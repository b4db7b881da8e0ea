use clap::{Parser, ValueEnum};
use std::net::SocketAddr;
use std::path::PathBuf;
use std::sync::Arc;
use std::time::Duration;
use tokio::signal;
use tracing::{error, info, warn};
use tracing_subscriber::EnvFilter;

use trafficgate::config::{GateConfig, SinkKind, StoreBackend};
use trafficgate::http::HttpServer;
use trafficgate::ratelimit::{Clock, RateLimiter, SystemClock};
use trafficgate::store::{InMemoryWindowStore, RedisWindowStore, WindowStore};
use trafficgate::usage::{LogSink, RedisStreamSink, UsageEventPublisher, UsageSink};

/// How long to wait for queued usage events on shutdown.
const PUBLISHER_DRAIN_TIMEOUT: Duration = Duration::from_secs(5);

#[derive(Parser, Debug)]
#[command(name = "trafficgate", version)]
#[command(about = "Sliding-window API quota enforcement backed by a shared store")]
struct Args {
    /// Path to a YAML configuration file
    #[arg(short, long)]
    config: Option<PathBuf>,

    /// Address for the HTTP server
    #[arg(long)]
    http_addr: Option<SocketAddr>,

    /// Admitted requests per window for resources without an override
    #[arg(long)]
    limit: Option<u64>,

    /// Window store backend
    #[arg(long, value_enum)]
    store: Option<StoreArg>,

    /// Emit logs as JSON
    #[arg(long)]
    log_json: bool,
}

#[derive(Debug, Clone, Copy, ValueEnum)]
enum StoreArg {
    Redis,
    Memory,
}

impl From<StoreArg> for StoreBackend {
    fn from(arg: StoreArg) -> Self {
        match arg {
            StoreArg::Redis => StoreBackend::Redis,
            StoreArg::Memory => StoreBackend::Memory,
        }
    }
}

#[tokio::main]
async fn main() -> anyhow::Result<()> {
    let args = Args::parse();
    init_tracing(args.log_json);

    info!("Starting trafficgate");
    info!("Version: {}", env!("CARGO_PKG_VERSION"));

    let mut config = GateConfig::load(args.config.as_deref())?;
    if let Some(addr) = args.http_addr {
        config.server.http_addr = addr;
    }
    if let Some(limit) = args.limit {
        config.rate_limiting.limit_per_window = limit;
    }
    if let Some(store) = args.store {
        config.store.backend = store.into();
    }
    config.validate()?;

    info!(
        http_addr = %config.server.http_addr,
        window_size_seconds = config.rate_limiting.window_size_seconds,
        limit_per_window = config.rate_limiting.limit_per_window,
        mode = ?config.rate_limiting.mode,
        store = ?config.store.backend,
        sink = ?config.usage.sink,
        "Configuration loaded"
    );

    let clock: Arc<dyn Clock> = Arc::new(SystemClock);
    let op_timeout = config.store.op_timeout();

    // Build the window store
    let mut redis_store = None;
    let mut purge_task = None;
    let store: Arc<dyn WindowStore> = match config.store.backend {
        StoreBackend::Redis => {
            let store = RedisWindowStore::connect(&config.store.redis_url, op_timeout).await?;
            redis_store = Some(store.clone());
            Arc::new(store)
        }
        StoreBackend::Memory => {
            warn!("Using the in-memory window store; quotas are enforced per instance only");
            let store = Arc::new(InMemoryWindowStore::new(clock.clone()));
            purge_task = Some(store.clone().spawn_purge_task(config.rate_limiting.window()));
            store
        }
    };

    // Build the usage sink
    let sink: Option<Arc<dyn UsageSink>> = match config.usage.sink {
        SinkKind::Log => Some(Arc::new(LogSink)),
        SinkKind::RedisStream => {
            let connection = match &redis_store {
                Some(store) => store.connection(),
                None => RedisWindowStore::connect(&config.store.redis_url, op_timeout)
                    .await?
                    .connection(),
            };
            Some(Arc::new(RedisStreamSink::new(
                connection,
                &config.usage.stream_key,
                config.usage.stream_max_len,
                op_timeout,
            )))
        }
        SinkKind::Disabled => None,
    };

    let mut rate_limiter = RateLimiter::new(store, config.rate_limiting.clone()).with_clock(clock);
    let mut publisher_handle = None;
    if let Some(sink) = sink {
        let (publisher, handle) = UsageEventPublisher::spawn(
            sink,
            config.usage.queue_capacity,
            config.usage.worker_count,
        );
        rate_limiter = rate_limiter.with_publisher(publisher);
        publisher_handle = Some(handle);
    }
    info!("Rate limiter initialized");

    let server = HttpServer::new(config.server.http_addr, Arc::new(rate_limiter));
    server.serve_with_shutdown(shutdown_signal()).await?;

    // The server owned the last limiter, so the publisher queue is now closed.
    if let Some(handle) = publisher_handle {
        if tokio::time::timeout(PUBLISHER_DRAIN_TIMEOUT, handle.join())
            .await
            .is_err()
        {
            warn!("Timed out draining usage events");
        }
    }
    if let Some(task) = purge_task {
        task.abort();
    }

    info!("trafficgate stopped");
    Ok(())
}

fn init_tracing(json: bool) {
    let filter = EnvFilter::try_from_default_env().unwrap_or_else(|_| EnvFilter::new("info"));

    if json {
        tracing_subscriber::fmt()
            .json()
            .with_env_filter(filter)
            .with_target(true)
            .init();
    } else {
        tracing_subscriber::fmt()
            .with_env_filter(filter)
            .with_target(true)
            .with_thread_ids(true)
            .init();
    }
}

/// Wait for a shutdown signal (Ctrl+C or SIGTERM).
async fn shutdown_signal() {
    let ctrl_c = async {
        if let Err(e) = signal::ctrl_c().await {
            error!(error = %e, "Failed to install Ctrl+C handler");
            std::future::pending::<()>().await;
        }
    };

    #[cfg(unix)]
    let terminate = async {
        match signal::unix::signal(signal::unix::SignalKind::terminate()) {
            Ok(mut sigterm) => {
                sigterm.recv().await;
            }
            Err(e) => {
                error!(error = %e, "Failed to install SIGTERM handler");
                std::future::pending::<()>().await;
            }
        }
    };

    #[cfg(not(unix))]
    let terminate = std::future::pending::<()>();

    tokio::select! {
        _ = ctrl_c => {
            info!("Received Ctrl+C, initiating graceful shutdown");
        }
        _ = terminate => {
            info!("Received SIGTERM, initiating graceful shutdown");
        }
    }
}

» Problem description
A single figure is the whole answer: the number of lines in the material above where the string "unix" occurs.

» Written reply
3